(Dataset entries)
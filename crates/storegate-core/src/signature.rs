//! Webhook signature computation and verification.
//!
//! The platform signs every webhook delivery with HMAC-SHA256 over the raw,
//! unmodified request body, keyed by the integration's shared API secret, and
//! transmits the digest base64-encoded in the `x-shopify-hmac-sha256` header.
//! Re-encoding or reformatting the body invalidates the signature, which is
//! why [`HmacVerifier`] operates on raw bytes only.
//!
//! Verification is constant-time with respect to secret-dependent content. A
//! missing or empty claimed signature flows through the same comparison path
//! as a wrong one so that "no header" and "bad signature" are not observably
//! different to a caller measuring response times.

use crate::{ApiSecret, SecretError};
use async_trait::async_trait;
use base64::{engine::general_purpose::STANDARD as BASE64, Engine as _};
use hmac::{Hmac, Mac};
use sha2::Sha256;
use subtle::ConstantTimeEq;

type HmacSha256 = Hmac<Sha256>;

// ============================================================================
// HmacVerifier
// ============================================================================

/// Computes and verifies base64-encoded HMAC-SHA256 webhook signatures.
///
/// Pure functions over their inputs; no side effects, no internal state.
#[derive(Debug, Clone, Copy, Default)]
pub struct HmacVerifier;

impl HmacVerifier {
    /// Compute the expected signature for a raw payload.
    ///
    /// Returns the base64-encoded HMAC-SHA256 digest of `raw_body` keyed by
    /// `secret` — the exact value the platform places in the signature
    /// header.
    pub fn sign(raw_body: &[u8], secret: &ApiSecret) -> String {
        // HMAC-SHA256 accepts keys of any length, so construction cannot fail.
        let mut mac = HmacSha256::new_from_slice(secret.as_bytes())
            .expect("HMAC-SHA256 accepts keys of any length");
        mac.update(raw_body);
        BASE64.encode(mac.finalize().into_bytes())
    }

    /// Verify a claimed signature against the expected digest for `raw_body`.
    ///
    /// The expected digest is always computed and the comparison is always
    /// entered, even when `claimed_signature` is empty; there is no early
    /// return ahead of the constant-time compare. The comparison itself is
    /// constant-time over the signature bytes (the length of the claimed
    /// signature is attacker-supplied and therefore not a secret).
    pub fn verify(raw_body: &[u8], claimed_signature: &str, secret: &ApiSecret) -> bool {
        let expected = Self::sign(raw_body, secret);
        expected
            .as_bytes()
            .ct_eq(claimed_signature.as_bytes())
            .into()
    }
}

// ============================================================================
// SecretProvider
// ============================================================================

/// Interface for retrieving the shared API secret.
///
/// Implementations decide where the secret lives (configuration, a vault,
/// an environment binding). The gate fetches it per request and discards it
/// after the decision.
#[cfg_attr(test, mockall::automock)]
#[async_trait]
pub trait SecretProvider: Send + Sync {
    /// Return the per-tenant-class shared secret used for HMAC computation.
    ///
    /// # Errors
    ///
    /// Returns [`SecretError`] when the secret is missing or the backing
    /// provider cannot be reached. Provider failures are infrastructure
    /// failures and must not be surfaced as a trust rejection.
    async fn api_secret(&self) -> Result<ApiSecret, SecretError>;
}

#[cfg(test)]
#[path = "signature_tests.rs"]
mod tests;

---

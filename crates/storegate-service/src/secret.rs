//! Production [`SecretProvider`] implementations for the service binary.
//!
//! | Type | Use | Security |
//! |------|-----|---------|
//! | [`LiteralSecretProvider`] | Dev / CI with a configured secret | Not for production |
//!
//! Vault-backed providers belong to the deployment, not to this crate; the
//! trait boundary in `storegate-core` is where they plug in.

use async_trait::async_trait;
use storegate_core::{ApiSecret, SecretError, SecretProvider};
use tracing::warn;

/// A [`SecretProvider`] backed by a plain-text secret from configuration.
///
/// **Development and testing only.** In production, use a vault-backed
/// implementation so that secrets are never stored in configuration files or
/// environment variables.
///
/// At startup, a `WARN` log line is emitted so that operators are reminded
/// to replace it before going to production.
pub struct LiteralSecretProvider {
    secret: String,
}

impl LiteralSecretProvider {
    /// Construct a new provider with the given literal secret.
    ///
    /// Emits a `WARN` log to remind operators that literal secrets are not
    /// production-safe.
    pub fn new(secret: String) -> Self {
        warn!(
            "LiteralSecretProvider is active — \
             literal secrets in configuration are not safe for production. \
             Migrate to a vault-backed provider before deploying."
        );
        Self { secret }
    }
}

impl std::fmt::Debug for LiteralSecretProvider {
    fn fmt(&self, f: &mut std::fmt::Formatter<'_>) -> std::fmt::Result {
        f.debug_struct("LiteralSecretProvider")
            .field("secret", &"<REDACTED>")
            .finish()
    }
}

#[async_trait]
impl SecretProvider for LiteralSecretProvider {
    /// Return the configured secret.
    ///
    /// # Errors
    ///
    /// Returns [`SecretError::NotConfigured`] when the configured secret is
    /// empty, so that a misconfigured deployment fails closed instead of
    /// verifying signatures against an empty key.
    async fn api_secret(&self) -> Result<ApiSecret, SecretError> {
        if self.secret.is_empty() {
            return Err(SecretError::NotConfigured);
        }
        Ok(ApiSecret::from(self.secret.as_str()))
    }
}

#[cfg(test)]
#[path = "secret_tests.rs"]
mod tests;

---

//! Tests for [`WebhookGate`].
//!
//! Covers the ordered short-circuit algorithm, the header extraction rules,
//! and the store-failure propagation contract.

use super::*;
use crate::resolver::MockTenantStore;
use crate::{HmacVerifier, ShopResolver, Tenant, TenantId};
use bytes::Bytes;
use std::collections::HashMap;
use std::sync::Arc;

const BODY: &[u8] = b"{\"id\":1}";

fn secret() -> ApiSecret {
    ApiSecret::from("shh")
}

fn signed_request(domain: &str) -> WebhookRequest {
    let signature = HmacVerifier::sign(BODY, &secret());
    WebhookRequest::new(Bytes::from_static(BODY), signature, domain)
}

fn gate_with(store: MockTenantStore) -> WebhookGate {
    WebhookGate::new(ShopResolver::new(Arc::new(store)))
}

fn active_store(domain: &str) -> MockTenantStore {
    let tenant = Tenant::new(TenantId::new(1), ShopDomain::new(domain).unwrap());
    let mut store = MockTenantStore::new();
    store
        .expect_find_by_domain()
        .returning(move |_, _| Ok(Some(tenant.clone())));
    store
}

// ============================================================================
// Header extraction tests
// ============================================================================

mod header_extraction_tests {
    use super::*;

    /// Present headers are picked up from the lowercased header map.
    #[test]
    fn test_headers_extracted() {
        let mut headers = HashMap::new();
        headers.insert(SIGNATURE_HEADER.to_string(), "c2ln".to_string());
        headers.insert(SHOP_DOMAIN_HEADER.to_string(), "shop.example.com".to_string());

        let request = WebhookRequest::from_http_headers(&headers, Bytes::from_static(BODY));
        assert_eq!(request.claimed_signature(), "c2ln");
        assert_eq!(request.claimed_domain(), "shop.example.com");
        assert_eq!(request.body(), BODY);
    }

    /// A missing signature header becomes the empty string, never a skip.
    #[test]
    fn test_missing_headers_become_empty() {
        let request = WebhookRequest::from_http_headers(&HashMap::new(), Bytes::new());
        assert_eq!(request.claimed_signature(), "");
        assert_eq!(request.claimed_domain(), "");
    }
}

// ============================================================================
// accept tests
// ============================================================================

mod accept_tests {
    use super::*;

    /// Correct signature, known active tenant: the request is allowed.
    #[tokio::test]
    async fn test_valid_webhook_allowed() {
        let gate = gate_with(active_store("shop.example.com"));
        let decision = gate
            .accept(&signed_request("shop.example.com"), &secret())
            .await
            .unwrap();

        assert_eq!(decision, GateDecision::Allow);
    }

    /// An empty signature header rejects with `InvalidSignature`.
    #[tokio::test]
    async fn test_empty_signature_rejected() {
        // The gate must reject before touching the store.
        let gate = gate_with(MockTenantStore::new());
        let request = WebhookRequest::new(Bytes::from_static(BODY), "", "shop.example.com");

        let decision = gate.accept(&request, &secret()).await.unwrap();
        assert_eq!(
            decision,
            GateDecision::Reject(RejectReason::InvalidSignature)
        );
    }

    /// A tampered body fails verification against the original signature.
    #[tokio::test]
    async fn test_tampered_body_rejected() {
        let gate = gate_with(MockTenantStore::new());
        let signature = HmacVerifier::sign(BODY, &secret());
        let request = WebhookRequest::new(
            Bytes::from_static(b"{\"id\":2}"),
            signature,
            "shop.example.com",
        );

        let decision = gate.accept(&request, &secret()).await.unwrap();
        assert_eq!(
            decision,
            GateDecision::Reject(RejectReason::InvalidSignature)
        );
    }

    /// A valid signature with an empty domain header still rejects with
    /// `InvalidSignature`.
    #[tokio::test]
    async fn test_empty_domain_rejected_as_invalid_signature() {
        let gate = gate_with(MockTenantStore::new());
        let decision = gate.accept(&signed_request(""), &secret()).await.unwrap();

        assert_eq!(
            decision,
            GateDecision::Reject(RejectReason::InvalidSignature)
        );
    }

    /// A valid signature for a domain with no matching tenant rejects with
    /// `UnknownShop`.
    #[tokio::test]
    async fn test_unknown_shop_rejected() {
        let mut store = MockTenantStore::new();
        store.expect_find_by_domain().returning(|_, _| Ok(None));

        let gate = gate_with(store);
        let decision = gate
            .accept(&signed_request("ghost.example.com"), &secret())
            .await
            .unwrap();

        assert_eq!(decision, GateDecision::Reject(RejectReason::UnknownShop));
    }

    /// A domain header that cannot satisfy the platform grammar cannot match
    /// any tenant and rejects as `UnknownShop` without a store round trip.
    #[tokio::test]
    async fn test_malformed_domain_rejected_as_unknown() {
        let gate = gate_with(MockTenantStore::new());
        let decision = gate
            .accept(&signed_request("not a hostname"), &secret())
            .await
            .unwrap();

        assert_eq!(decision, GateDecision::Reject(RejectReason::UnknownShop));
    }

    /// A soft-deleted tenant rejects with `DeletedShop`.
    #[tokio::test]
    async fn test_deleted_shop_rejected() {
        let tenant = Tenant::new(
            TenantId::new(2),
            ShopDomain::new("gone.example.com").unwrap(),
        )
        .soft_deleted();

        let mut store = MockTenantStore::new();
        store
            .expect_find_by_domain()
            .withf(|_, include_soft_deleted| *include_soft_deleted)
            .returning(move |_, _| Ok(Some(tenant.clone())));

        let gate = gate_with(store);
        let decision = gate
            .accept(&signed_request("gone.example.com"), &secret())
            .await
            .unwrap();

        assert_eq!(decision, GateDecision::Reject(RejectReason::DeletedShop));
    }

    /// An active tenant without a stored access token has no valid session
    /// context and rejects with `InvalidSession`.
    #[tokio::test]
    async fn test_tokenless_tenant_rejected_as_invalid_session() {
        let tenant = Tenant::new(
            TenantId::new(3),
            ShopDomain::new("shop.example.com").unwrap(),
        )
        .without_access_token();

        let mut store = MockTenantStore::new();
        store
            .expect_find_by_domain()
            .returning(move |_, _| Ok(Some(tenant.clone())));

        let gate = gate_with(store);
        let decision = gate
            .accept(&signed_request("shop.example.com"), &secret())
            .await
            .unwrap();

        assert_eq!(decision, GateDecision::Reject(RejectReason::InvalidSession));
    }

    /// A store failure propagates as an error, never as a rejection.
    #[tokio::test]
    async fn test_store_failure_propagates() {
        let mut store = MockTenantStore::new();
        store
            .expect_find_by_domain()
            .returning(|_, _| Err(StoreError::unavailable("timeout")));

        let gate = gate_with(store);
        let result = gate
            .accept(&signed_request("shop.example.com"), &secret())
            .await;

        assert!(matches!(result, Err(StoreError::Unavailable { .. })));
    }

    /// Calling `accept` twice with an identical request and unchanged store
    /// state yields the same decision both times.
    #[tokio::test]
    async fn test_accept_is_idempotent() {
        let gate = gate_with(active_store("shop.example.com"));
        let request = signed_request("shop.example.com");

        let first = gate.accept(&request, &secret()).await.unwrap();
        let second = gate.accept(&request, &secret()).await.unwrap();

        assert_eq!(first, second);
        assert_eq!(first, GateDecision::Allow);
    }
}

### DIRECTIONS
Make a list of all lines in the data that contain "configuration".

### EXERCISE RESPONSE
/// Implementations decide where the secret lives (configuration, a vault,
/// A [`SecretProvider`] backed by a plain-text secret from configuration.
/// implementation so that secrets are never stored in configuration files or
             literal secrets in configuration are not safe for production. \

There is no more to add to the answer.